### [WHAT TO WORK ON]
Keep only the lines of the listing that include the word "loop", and copy them.
•••••
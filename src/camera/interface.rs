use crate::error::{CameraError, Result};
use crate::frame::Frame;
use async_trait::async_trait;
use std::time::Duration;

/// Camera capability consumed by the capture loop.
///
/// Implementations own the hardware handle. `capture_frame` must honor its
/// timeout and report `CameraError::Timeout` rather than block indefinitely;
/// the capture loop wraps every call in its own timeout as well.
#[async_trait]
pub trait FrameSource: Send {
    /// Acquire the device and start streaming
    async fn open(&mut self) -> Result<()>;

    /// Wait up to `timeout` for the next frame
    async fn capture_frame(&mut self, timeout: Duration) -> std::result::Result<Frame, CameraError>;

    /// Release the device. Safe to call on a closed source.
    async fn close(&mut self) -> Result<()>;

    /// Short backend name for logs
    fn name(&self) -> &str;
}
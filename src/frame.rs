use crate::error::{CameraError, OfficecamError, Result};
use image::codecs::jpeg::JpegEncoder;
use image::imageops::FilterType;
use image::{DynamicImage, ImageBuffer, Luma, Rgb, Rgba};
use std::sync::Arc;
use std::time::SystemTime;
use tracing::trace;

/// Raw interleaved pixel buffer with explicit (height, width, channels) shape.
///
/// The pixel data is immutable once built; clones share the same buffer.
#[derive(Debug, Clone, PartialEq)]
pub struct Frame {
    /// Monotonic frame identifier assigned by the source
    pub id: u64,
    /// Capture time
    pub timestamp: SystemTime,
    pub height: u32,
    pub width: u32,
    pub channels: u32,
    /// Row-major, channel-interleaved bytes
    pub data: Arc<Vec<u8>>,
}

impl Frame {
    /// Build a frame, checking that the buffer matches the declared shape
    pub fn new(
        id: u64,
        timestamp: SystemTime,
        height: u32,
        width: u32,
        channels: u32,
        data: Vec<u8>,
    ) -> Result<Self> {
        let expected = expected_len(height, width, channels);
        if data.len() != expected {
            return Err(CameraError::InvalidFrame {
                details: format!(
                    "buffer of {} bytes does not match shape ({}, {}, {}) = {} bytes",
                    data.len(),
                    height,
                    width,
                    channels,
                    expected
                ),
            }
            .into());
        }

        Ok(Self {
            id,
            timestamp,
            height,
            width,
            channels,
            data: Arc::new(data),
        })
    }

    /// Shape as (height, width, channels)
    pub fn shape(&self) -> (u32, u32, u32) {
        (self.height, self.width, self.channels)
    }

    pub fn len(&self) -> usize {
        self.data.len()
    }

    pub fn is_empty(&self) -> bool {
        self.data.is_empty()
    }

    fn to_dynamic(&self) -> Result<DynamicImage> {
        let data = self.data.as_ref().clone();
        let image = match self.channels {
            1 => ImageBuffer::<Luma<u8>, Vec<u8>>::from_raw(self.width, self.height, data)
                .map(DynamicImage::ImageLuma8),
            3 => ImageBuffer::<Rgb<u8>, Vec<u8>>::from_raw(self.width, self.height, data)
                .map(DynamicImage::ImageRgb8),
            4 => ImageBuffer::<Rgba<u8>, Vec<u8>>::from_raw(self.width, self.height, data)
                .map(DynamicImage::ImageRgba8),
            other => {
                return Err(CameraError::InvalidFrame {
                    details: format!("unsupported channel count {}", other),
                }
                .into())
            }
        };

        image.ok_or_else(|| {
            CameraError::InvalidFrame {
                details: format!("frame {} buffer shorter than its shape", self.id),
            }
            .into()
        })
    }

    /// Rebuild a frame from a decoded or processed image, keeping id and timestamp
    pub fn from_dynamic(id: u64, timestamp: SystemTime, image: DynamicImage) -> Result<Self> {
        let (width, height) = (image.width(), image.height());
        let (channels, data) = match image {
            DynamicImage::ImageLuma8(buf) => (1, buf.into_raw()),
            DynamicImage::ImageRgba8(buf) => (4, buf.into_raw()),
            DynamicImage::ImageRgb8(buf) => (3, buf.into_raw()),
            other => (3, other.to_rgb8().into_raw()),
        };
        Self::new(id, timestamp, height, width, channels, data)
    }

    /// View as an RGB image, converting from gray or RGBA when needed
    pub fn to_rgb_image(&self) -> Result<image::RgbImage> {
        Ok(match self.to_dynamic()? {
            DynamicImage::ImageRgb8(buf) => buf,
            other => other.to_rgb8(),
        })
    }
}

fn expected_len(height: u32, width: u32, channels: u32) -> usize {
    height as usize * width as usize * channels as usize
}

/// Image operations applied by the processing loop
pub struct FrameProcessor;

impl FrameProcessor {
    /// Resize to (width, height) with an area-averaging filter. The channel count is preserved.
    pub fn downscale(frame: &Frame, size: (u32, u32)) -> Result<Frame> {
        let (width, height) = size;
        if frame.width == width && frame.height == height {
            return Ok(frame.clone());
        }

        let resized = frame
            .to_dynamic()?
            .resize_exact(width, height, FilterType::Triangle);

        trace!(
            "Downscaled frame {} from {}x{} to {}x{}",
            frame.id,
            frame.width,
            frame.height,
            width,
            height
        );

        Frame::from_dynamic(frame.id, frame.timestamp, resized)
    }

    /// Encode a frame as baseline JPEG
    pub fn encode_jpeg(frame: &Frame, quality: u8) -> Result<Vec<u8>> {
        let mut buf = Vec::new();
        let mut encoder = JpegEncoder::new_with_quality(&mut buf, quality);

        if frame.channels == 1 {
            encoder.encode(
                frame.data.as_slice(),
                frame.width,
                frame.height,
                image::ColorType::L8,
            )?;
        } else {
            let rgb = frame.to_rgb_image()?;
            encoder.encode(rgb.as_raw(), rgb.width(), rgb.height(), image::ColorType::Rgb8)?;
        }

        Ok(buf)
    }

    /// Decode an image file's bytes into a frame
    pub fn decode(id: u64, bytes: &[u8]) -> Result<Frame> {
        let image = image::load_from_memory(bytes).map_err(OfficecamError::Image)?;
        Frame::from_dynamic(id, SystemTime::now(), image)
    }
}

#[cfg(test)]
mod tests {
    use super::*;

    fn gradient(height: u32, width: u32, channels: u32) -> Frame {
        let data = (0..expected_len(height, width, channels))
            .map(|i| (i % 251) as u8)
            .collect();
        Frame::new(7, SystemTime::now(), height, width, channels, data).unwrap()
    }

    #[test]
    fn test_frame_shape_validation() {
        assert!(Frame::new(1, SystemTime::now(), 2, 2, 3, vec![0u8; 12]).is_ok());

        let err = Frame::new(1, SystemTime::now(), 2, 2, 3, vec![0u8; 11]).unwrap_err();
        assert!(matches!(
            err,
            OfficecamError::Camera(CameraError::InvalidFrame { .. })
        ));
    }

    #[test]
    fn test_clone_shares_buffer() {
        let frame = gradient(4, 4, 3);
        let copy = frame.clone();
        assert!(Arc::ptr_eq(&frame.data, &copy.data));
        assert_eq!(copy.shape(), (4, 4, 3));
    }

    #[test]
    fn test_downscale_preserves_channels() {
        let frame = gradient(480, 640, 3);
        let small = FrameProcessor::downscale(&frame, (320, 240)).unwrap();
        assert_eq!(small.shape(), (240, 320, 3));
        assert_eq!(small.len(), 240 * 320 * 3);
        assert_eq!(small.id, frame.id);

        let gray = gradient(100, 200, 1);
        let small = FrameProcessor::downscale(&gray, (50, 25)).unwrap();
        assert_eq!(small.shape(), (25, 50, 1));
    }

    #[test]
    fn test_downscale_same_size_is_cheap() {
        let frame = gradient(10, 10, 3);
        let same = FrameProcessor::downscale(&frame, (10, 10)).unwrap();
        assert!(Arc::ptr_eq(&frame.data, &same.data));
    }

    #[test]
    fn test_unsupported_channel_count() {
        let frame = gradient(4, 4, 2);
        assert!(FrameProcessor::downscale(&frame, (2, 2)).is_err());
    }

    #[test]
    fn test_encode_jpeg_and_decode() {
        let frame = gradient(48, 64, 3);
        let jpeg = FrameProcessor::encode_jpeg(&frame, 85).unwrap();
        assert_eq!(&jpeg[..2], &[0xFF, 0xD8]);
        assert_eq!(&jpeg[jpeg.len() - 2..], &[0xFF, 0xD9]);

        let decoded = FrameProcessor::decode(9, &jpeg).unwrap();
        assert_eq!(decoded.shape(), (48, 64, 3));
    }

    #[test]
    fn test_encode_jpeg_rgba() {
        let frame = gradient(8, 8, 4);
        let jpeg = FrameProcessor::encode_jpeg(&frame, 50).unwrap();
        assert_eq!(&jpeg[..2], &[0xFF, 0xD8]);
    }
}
•••••
### [RESPONSE BOX]
/// Camera capability consumed by the capture loop.
/// the capture loop wraps every call in its own timeout as well.
/// Image operations applied by the processing loop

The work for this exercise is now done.